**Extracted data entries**

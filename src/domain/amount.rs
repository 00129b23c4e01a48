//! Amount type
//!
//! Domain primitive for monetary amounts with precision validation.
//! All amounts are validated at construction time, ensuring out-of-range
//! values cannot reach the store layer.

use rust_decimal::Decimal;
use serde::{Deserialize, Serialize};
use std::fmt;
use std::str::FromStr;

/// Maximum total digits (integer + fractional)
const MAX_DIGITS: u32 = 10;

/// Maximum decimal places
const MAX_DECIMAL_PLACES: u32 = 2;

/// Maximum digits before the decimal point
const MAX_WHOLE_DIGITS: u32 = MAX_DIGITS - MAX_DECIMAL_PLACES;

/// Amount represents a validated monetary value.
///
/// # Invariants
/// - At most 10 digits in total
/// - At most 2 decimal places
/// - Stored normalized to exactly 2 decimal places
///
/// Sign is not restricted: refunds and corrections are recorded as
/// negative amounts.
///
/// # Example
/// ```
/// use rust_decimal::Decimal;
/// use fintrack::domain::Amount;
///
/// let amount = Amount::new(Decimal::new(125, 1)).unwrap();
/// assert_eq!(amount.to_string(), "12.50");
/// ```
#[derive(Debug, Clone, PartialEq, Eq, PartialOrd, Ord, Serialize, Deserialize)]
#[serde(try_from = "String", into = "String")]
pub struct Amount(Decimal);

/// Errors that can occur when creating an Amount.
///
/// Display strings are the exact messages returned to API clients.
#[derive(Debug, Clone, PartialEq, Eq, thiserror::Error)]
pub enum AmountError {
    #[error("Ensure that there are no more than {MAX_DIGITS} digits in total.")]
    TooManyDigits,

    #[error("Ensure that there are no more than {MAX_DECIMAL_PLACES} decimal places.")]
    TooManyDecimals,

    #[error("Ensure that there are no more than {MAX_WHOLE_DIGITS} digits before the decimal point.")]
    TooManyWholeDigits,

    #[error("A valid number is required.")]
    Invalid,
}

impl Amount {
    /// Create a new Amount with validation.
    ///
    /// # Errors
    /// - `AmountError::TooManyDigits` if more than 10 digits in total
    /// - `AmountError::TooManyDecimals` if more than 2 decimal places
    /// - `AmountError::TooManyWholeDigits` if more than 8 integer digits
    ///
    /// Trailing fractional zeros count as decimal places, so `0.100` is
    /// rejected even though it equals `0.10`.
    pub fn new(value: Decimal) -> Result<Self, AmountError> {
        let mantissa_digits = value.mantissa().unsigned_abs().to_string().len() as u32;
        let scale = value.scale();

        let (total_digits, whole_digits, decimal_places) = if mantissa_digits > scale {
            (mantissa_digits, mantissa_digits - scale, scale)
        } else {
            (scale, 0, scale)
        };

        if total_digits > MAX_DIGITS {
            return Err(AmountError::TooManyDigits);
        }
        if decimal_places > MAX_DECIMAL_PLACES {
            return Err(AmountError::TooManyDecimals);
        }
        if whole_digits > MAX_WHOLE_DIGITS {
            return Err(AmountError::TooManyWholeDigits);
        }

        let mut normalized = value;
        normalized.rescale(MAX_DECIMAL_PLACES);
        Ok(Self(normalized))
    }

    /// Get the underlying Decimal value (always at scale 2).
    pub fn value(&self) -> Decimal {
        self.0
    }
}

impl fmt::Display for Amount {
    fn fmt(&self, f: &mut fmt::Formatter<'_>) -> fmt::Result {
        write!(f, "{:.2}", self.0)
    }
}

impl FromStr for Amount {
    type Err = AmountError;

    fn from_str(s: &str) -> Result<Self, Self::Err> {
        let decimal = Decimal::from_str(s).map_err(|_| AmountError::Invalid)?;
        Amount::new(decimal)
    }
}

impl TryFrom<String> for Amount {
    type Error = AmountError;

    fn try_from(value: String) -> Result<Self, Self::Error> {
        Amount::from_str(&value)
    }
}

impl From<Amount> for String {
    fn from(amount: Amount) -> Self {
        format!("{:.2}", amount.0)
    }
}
* * *
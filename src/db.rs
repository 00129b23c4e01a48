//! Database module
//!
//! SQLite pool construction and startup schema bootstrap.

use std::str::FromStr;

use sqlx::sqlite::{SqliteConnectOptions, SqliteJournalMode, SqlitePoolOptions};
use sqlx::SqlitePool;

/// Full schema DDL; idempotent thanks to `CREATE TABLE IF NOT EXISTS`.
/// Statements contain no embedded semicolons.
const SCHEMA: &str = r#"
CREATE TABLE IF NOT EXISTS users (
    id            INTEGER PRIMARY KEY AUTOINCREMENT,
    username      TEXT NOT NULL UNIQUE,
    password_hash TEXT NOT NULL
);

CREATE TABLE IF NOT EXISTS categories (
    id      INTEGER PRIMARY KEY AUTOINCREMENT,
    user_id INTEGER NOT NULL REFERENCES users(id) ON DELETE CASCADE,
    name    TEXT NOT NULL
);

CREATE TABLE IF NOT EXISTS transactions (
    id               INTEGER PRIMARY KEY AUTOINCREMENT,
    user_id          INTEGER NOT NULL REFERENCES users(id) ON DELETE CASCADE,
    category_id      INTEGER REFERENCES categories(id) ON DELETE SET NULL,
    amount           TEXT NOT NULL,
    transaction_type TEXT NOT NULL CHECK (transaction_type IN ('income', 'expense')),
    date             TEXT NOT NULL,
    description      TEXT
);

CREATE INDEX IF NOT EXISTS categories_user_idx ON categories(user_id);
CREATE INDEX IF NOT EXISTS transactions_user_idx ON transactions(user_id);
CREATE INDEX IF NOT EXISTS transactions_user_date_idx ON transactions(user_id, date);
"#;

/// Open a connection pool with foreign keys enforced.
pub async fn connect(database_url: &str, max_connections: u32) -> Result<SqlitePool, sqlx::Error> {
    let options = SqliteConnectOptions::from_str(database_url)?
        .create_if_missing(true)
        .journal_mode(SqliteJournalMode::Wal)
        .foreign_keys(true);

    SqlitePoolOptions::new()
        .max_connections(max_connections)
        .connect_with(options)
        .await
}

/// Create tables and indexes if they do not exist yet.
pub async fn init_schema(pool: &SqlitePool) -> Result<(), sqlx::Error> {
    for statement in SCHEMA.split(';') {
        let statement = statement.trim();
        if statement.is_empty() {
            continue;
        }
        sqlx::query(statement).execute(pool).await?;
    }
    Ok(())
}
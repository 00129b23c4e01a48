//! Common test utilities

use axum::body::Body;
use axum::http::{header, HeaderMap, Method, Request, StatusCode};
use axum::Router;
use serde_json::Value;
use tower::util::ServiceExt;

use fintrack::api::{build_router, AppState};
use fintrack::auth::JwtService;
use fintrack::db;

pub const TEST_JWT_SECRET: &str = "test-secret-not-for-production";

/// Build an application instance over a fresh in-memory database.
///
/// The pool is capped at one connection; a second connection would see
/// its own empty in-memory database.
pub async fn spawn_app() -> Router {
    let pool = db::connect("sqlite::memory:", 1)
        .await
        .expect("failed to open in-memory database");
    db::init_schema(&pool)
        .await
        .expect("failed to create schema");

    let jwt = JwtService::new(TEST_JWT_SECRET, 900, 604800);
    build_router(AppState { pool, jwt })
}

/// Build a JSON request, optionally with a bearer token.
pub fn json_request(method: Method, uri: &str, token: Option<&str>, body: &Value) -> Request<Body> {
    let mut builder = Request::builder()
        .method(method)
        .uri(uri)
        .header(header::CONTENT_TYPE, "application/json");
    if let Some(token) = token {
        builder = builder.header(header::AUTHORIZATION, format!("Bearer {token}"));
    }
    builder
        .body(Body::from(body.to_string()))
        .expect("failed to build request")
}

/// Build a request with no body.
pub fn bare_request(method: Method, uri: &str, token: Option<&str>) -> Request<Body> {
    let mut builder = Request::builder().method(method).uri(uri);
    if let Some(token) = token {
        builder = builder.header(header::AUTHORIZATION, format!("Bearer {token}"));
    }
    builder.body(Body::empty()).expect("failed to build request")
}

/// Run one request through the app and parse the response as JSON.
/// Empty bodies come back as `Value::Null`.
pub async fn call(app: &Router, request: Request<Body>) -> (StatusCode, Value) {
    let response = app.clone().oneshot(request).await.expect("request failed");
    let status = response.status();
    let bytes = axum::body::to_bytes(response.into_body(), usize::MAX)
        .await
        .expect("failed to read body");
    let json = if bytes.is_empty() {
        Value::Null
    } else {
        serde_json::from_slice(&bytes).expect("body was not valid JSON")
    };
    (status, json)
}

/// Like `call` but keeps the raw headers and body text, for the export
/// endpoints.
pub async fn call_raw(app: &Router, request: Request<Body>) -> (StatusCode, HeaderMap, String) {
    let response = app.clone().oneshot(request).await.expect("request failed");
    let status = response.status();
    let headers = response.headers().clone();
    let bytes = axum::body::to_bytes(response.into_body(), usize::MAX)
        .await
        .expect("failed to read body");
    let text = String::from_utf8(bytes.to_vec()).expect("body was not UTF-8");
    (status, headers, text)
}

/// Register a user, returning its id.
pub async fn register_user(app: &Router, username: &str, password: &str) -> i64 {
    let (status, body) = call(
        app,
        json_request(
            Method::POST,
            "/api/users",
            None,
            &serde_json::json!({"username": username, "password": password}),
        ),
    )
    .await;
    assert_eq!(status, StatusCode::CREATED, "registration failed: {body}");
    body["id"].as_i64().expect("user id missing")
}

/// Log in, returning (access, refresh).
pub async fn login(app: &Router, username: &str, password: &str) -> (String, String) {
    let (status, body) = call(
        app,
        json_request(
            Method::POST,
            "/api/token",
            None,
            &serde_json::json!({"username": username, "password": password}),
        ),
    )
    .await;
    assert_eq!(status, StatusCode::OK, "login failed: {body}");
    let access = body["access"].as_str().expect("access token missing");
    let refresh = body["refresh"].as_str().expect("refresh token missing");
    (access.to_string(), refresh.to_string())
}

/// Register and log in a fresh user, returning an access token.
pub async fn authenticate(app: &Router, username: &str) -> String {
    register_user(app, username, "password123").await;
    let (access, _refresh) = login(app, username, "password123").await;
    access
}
--
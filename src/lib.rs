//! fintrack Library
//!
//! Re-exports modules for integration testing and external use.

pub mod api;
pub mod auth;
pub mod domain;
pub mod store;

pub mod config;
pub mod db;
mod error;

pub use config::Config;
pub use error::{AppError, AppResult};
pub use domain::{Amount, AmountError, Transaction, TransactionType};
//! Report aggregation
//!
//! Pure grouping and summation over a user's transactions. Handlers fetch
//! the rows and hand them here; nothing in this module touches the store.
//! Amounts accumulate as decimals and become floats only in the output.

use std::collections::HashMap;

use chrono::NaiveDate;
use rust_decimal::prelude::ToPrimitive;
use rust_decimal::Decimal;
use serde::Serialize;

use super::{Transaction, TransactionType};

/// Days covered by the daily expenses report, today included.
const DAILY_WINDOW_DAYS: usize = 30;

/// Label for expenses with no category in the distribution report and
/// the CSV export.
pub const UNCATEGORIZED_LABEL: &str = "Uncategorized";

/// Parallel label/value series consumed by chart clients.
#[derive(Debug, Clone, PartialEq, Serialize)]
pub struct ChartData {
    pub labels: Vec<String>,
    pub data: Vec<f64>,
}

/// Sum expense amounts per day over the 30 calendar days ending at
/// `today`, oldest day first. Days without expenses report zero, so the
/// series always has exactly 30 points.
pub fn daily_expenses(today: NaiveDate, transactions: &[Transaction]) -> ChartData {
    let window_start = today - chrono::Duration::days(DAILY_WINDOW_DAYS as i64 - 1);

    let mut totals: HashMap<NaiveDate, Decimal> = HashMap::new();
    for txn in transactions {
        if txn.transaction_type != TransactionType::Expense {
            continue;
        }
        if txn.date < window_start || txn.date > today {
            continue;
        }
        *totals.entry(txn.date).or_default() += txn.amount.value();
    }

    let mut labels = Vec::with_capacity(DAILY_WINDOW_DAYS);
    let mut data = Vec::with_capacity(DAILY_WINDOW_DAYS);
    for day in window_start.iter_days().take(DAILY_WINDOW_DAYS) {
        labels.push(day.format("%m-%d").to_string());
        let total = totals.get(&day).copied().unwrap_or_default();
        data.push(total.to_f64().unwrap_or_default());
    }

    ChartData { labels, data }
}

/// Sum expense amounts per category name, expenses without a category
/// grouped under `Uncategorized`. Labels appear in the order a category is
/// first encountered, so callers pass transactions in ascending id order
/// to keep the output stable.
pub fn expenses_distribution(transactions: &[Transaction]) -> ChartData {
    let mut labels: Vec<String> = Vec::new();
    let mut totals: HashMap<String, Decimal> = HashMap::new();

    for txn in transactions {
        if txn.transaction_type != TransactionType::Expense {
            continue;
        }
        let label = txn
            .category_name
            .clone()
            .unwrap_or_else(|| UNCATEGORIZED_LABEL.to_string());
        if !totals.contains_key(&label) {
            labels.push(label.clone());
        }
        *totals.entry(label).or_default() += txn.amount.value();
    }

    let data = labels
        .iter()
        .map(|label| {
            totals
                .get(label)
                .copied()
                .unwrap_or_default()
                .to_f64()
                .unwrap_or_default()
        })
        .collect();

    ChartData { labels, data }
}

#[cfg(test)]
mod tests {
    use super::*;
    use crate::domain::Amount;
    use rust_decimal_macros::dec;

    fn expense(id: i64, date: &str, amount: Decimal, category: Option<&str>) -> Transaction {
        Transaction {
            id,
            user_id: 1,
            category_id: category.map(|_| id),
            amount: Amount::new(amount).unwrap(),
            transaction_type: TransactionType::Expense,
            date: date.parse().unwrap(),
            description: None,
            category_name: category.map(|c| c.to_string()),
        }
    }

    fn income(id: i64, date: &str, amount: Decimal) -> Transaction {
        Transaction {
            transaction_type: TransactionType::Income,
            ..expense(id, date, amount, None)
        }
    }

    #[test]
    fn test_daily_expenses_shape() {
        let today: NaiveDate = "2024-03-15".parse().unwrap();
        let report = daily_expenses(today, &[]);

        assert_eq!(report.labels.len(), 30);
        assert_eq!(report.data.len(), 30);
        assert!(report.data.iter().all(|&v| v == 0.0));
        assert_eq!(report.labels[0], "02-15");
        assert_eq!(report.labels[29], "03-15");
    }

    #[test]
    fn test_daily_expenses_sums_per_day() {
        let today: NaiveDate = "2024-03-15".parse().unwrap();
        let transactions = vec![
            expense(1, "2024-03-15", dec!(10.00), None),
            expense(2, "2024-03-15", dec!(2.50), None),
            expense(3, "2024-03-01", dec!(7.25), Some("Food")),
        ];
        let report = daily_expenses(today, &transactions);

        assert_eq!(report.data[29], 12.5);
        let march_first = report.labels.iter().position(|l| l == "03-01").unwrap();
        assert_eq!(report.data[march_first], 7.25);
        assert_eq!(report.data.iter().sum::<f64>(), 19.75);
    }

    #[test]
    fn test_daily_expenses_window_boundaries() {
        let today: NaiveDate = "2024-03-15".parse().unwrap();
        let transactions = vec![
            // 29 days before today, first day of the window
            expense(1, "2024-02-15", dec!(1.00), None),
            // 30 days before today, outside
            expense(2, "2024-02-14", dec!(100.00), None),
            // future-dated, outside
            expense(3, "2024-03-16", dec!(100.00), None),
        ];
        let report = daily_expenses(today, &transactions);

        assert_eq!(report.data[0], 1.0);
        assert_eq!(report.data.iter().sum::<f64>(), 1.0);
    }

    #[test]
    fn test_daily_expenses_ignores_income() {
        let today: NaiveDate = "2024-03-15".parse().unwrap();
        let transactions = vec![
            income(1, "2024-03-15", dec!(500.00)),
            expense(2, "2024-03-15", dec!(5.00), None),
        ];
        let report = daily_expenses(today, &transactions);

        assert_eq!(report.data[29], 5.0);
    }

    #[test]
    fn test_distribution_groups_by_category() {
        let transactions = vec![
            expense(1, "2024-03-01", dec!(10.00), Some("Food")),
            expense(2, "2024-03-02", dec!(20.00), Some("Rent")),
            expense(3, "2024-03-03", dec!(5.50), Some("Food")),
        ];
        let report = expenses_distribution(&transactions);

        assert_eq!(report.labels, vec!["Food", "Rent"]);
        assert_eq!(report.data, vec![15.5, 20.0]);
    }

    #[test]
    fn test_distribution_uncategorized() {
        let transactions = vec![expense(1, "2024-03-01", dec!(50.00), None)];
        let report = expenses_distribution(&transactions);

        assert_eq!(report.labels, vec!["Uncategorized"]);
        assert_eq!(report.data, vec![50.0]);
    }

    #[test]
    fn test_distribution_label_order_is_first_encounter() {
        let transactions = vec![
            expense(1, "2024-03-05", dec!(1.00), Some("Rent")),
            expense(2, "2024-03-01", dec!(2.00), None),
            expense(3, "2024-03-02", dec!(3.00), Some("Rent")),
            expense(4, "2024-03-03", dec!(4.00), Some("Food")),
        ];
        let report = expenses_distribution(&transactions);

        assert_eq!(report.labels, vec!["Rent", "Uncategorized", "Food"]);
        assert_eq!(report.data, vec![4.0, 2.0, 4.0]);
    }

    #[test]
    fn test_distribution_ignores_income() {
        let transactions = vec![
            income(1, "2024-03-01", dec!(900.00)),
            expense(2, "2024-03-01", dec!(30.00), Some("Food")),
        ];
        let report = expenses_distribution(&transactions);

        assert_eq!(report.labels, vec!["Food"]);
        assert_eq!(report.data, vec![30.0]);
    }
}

**Goal of the exercise**
Could you copy every line from the records that has "outside" in it?

**Answer for this exercise**
            // 30 days before today, outside
            // future-dated, outside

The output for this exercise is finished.